After honestly pointing out blatant dereliction of duty by the government of these days, Syed Khursheed Shah, who himself is an important federal minister, vowed to start pointing out the lack of quorum himself, if the government didn’t change its indifference towards parliamentary proceedings. His threat also made us presume that it might work like a wake-up call for Shehbaz Sharif and his ministers.
While writing this column, though, I am forced to recall that Shehbaz Sharif preferred to govern more like a technocrat rather than a politician. He had savored two consecutive terms as the Chief Minister of the most populous province, Punjab, from 2008 to 2018. Throughout his rule, he seldom attended the Punjab Assembly sittings and preferred to deliver “good governance” and chase “mega projects” by exclusively relying on a peculiar cabal of “efficient bureaucrats.”
He is essentially addicted to hands-on sort of ‘governance’ but yet not able to reconcile with the reality that as the Prime Minister he now leads a coalition of eleven parties. The ‘top-down’ model of administration doesn’t work in such an environment. In the absence of a noisy and crowded opposition, he rather needs to invent a plethora of gimmicks to sustain the illusion that Pakistan still has a “vibrant parliament,” asserting full command and control over all matters related to governance.
Shehbaz Sharif could still have gotten away with habitual disregard of an elected house, if his government appeared ‘delivering’ on different fronts. Since taking over around three months ago, however, the unity or the coalition government led by him had rather been associated with doom and gloom. It will indeed be unfair to blame him for that; honest observers genuinely feel that after realizing the inevitability of its fall, the previous government deliberately abandoned the task of addressing developments clearly indicating a fast approaching melting down of our economy.

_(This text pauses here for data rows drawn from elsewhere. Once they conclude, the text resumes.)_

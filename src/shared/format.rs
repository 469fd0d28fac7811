//! Display helpers for scan timestamps and text previews

use chrono::{DateTime, Datelike, Duration, Local, TimeZone};

/// Longest text preview shown on a history card
pub const PREVIEW_CHARS: usize = 100;

/// Format an epoch-ms timestamp relative to the current local time
pub fn format_date(timestamp_ms: i64) -> String {
    format_date_relative(timestamp_ms, &Local::now())
}

/// "Today, 3:04 PM", "Yesterday, 3:04 PM", "Mar 2, 3:04 PM", or
/// "Mar 2, 2023, 3:04 PM" when the year differs from `now`
pub fn format_date_relative<Tz: TimeZone>(timestamp_ms: i64, now: &DateTime<Tz>) -> String
where
    Tz::Offset: std::fmt::Display,
{
    let Some(date) = now.timezone().timestamp_millis_opt(timestamp_ms).single() else {
        return String::from("Unknown date");
    };

    let today = now.date_naive();
    let day = date.date_naive();
    let time = date.format("%-I:%M %p");

    // anything from the start of today onwards counts as today
    if day >= today {
        format!("Today, {}", time)
    } else if day == today - Duration::days(1) {
        format!("Yesterday, {}", time)
    } else if date.year() != now.year() {
        format!("{}, {}", date.format("%b %-d, %Y"), time)
    } else {
        format!("{}, {}", date.format("%b %-d"), time)
    }
}

/// Cut `text` to at most `max_chars` characters, marking the cut with "..."
pub fn truncate_text(text: &str, max_chars: usize) -> String {
    match text.char_indices().nth(max_chars) {
        Some((idx, _)) => format!("{}...", &text[..idx]),
        None => text.to_string(),
    }
}
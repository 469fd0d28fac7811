//! Wire types for the recognition service's JSON endpoints

use serde::{Deserialize, Serialize};

use super::{ImageSource, ModelKind, Recognition, RecognitionConfig, RecognitionError, ServiceHealth};

pub const EXTRACT_TEXT_PATH: &str = "/extract-text";
pub const LOAD_MODEL_PATH: &str = "/load-model";
pub const HEALTH_PATH: &str = "/health";

/// Body of `POST /extract-text`
#[derive(Debug, Clone, Serialize)]
pub struct ExtractTextRequest<'a> {
    pub image_base64: &'a str,
    pub config: RequestConfig,
    pub source: ImageSource,
}

/// `config` object of an extract request
///
/// The service reads the origin tag from inside `config`, so it is sent
/// there as well as at the top level.
#[derive(Debug, Clone, Copy, Serialize)]
#[serde(rename_all = "camelCase")]
pub struct RequestConfig {
    pub enhance_image: bool,
    pub post_process: bool,
    pub model: ModelKind,
    pub source: ImageSource,
}

impl<'a> ExtractTextRequest<'a> {
    pub fn new(image_base64: &'a str, config: &RecognitionConfig, source: ImageSource) -> Self {
        Self {
            image_base64,
            config: RequestConfig {
                enhance_image: config.enhance_image,
                post_process: config.post_process,
                model: config.model,
                source,
            },
            source,
        }
    }
}

#[derive(Debug, Clone, Deserialize)]
pub struct OcrResult {
    pub text: String,
    #[serde(default)]
    pub confidence: Option<f32>,
    #[serde(default)]
    pub class_index: Option<i64>,
}

/// Response of `POST /extract-text`
#[derive(Debug, Clone, Deserialize)]
pub struct ExtractTextResponse {
    pub success: bool,
    #[serde(default)]
    pub result: Option<OcrResult>,
    #[serde(default)]
    pub error: Option<String>,
}

impl ExtractTextResponse {
    pub fn into_recognition(self) -> Result<Recognition, RecognitionError> {
        match (self.success, self.result) {
            (true, Some(result)) => Ok(Recognition {
                text: result.text,
                confidence: result.confidence,
                class_index: result.class_index,
            }),
            (true, None) => Err(RecognitionError::Service(
                "Service reported success without a result".to_string(),
            )),
            (false, _) => Err(service_failure(self.error)),
        }
    }
}

/// Body of `POST /load-model`
#[derive(Debug, Clone, Copy, Serialize)]
pub struct LoadModelRequest {
    pub model: ModelKind,
}

/// Response of `POST /load-model`
#[derive(Debug, Clone, Deserialize)]
pub struct LoadModelResponse {
    pub success: bool,
    #[serde(default)]
    pub current_model: Option<String>,
    #[serde(default)]
    pub message: Option<String>,
    #[serde(default)]
    pub error: Option<String>,
}

impl LoadModelResponse {
    pub fn into_active_model(self) -> Result<Option<ModelKind>, RecognitionError> {
        if !self.success {
            return Err(service_failure(self.error.or(self.message)));
        }
        Ok(self.current_model.as_deref().and_then(|m| m.parse().ok()))
    }
}

/// Response of `GET /health`
#[derive(Debug, Clone, Deserialize)]
pub struct HealthResponse {
    pub status: String,
    #[serde(default)]
    pub current_model: Option<String>,
    #[serde(default)]
    pub model_loaded: Option<bool>,
}

impl From<HealthResponse> for ServiceHealth {
    fn from(response: HealthResponse) -> Self {
        Self {
            reachable: response.status == "healthy",
            current_model: response.current_model.as_deref().and_then(|m| m.parse().ok()),
            model_loaded: response.model_loaded,
        }
    }
}

fn service_failure(message: Option<String>) -> RecognitionError {
    RecognitionError::Service(
        message
            .filter(|m| !m.trim().is_empty())
            .unwrap_or_else(|| RecognitionError::UNKNOWN_FAILURE.to_string()),
    )
}

/// Drop a `data:image/<type>;base64,` prefix if present
pub fn strip_data_uri(payload: &str) -> &str {
    if let Some(rest) = payload.strip_prefix("data:image/") {
        if let Some(idx) = rest.find(";base64,") {
            let kind = &rest[..idx];
            if !kind.is_empty() && kind.chars().all(|c| c.is_ascii_alphabetic()) {
                return &rest[idx + ";base64,".len()..];
            }
        }
    }
    payload
}

#[cfg(test)]
mod tests {
    use super::*;

    #[test]
    fn test_extract_request_shape() {
        let config = RecognitionConfig { enhance_image: true, post_process: true, model: ModelKind::Cnn };
        let request = ExtractTextRequest::new("aGVsbG8=", &config, ImageSource::Drawing);

        let value = serde_json::to_value(&request).unwrap();
        assert_eq!(
            value,
            serde_json::json!({
                "image_base64": "aGVsbG8=",
                "config": {
                    "enhanceImage": true,
                    "postProcess": true,
                    "model": "CNN",
                    "source": "drawing"
                },
                "source": "drawing"
            })
        );
    }

    #[test]
    fn test_extract_response_success() {
        let body = r#"{"success": true, "result": {"text": "A", "confidence": 0.97, "class_index": 10}}"#;
        let response: ExtractTextResponse = serde_json::from_str(body).unwrap();

        let recognition = response.into_recognition().unwrap();
        assert_eq!(recognition.text, "A");
        assert_eq!(recognition.class_index, Some(10));
        assert!((recognition.confidence.unwrap() - 0.97).abs() < 1e-6);
    }

    #[test]
    fn test_extract_response_failure_keeps_service_message() {
        let body = r#"{"success": false, "error": "model not loaded"}"#;
        let response: ExtractTextResponse = serde_json::from_str(body).unwrap();

        match response.into_recognition() {
            Err(RecognitionError::Service(msg)) => assert_eq!(msg, "model not loaded"),
            other => panic!("unexpected {:?}", other),
        }
    }

    #[test]
    fn test_extract_response_failure_without_message() {
        let response: ExtractTextResponse = serde_json::from_str(r#"{"success": false}"#).unwrap();

        let err = response.into_recognition().unwrap_err();
        assert_eq!(err.to_string(), RecognitionError::UNKNOWN_FAILURE);
    }

    #[test]
    fn test_load_model_response() {
        let ok: LoadModelResponse =
            serde_json::from_str(r#"{"success": true, "message": "Model SVM loaded successfully", "current_model": "SVM"}"#)
                .unwrap();
        assert_eq!(ok.into_active_model().unwrap(), Some(ModelKind::Svm));

        let failed: LoadModelResponse =
            serde_json::from_str(r#"{"success": false, "error": "weights missing", "current_model": null}"#).unwrap();
        assert_eq!(failed.into_active_model().unwrap_err().to_string(), "weights missing");
    }

    #[test]
    fn test_health_response() {
        let response: HealthResponse =
            serde_json::from_str(r#"{"status": "healthy", "model_loaded": true, "current_model": "CNN"}"#).unwrap();
        let health = ServiceHealth::from(response);

        assert!(health.reachable);
        assert_eq!(health.current_model, Some(ModelKind::Cnn));
        assert_eq!(health.model_loaded, Some(true));

        let degraded: HealthResponse = serde_json::from_str(r#"{"status": "starting"}"#).unwrap();
        let health = ServiceHealth::from(degraded);
        assert!(!health.reachable);
        assert_eq!(health.current_model, None);
    }

    #[test]
    fn test_strip_data_uri() {
        assert_eq!(strip_data_uri("data:image/png;base64,AAAA"), "AAAA");
        assert_eq!(strip_data_uri("data:image/jpeg;base64,BBBB"), "BBBB");
        assert_eq!(strip_data_uri("AAAA"), "AAAA");
        assert_eq!(strip_data_uri("data:text/plain;base64,CCCC"), "data:text/plain;base64,CCCC");
    }
}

No wonder, the accumulated supply-chain issues brought back long hours without electricity immediately after Shehbaz Sharif took over as the Prime Minister. As if the lack of electricity in a record-setting season of unbearable summer were not enough, the prices of petroleum prices also started to hit the roof due to Russia’s attack on Ukraine.
So many things on our economic front had begun traveling to doom and gloom during the last three months of the previous government. Instead of wisely addressing them, the former Prime Minister opted to look ‘good’ to people by freezing the prices of electricity and petroleum products. His decision clearly violated commitments, one of his finance ministers, Dr Hafiz Shaikh had made to the International Monetary Fund in early 2019 for receiving an aggregate amount of 6 Billion US dollars in various installments until the September of 2022.
The previous government continued to heavily subsidise the petroleum products to keep people happy and content. Finally we almost depleted our already limited reserves. And the IMF firmly refused to provide funds to sustain our government’s reckless looking ‘generosity’ to its people. Even the oil rich “brothers” of Pakistan started to press that the government should at least recover the actual cost of providing petroleum products to gas stations. That compelled the Shehbaz government to shock people by massively increasing the prices of petroleum products.
The last announcement was made late Wednesday night. In around two months a liter of petrol now costs 85 more rupees than it used to be until late April. The hike is set to unleash the unbearable spiral of inflation, which the shirtless millions have no means to cope with.
Still the government replacing Imran Khan had no story to induce hope and clearly seems desperate to avert ‘default’ like Sri Lanka had recently suffered. The IMF also is not, yet, feeling comfortable with all the unpopular decisions that the Shehbaz Sharif led government had announced until now. It keeps asking, “do more,” and the unity or the coalition government that had replaced Imran Khan certainly appears stuck in a trap it had walked into gleefully, hardly some weeks ago.